For nelfinavir, the nelfinavir active metabolite M8, and efavirenz, plasma
proteins were precipitated with acetonitrile and the supernatant was dried.
M8 levels were measured because M8 is the major metabolite of nelfinavir and
has equivalent virological activity. Samples were dissolved in mobile phase,
applied to a C18 reverse-phase column at 30°C, separated isocratically
in 0.1% trifluoroacetic acid (pH 5.0):acetonitrile:methanol (47:48:5), and
detected at 253 nm. Calibration standards ranged from 100 to 20 000 ng/mL.
For nevirapine, plasma samples were applied to a Waters HLB reverse-phase
cartridge, washed with an acid/base series, eluted, dried, and dissolved in
mobile phase (63% 25 mM phosphate buffer [pH 6.0] and 5.2 mM 1-butanesulfonic
acid, 21.5% methanol and 15.5% acetonitrile). Analytes were separated isocratically
followed by a step gradient wash at 30°C using a reverse-phase Supelco
LC-8 column and detected at 280 nm. Calibration standards ranged from 25 to
10 000 ng/mL. For all assays, quality control samples were interspersed
between unknown samples. Mean correlation coefficients for calibration curves
were greater than 0.998 (SD, 0.001). Although diurnal variation in antiretroviral
drug levels has been reported,51 plasma drug
levels should be most greatly affected by the time of last dose, the dosing
interval, differential absorption rates, and individual drug pharmacodynamics.
At each study visit, patients completed a questionnaire recording adherence,
the date and time of the last dose of each antiretroviral drug, recent vaccination,
and physical illness. No participant changed antiretroviral drugs during the
course of the study.
More than 99% of the expected viral load data were successfully collected.
A total of 720 viral load measurements were expected (36 time points × 2
independent measures × 10 patients). Of these, 713 were collected
(99.03%). For 5 of the missing viral load measurements, the other independent
assay at the same time point was successfully completed, and this value was
included in the study. At 1 time point, for patient 113, viral load measurements
were missing from both laboratories because venipuncture could not be performed
at that visit. All viral load calculations were made using 713 measurements
as the denominator. More than 98% (98.33%) of the planned assays for plasma
drug concentration were completed. The time points for which drug concentration
data were missing were excluded from all analyses of the correlation between
drug levels and blips.
Continuous variables were summarized as medians and ranges, and group
comparisons were made using the Wilcoxon rank-sum test. Dichotomous data were
summarized as frequencies and proportions, and groups were compared using
the Fisher exact test. The agreement between laboratories assaying the same
sample was calculated using the κ statistic.

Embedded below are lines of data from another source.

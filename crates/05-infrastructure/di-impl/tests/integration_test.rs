//! 组件容器的集成测试

use di_abstractions::{
    AutowireMode, ComponentDefinition, ComponentPostProcessor, ConstructorDescriptor,
    DependencyCheck, MethodDescriptor, ParameterDescriptor, ProcessingContext,
    ProcessorCapabilities, PropertyDescriptor, TypeDescriptor,
};
use di_impl::{ContainerOptions, DefaultComponentFactory, DescriptorTable, MapScope};
use infrastructure_common::{
    ComponentError, ComponentInstance, ComponentProvider, DefinitionError, DependencyError,
    InjectionValue, PropertyValue, TypeInfo,
};
use parking_lot::Mutex;
use std::sync::atomic::{AtomicUsize, Ordering};
use std::sync::Arc;
use std::time::Duration;

trait Greeter: Send + Sync {
    fn greet(&self) -> String;
}

#[derive(Default)]
struct English;

impl Greeter for English {
    fn greet(&self) -> String {
        "hello".to_string()
    }
}

#[derive(Default)]
struct French;

impl Greeter for French {
    fn greet(&self) -> String {
        "bonjour".to_string()
    }
}

fn greeters(table: DescriptorTable) -> DescriptorTable {
    table
        .with(
            TypeDescriptor::of::<English>()
                .implements(|g: Arc<English>| g as Arc<dyn Greeter>)
                .constructor(ConstructorDescriptor::default_of::<English>()),
        )
        .with(
            TypeDescriptor::of::<French>()
                .implements(|g: Arc<French>| g as Arc<dyn Greeter>)
                .constructor(ConstructorDescriptor::default_of::<French>()),
        )
}

fn factory(table: DescriptorTable) -> DefaultComponentFactory {
    DefaultComponentFactory::new(Arc::new(table))
}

The proportion of predicted RNA measurements greater than or equal to
a specified level (eg, 50 copies/mL) was estimated by the probability of obtaining
measurements above that level. We assumed that the distribution of the RNA
measurements was normal on the log10 scale, and the SD was based
on the coefficient of variation (CV) for 25 copies/mL (90%), the lowest viral
RNA measure for which a CV was reported in assay validation.52 The
CV supplied by the assay package insert52 was
not based on the log values. However, the CV equates to the SD on the natural
log scale and was converted to the log10 scale by dividing by 2.3026,53 resulting in the SD of 0.3909. This SD was slightly
greater than the SD of 0.25 calculated on the log10 scale for 50
copies/mL, which is the lowest level reported in the company’s earlier
version of the assay (Amplicor 1.0). In assessment of predicted blip characteristics
(assuming a constant viral load of 10, 20, or 30 copies/mL, distribution of
viral load measurements as normal on the log10 scale, and independence
of all assays), the same SD was used for all 3 levels. Because of the assumptions
made on the distribution of the viral loads and the reliance on the estimate
of the CV from the package insert, we did not perform formal comparisons of
the distributions of the observed and predicted blip sizes. Drug concentrations
were compared with therapeutic levels and dichotomized to any subtherapeutic
levels vs all therapeutic levels at each time point. These were cross-tabulated
with viral load (detectable vs not detectable) at the same time point. χ2 analysis was used to test for the association of blips with subtherapeutic
Analyses were performed using SAS version 9.0 (SAS Institute Inc, Cary,
NC). All reported P values are 2-sided, and P<.05 was considered significant. A 1-tailed test would
be more conservative when reporting negative results; however, for the analyses
herein, 2-tailed tests were preferred to limit type I error that can occur
when a number of tests are being performed. For the association of drug concentration
and blips, the 2-tailed P value was .22 and would
thus be .11 for a 1-tailed test. The only 2-tailed P value
between .05 and .10, for which the significance would be affected by performing
a 1-tailed test, is for the association of a blip within 7 days after self-reported
nonadherence. For this comparison, the P value of
.08 is reported herein and is considered marginally significant.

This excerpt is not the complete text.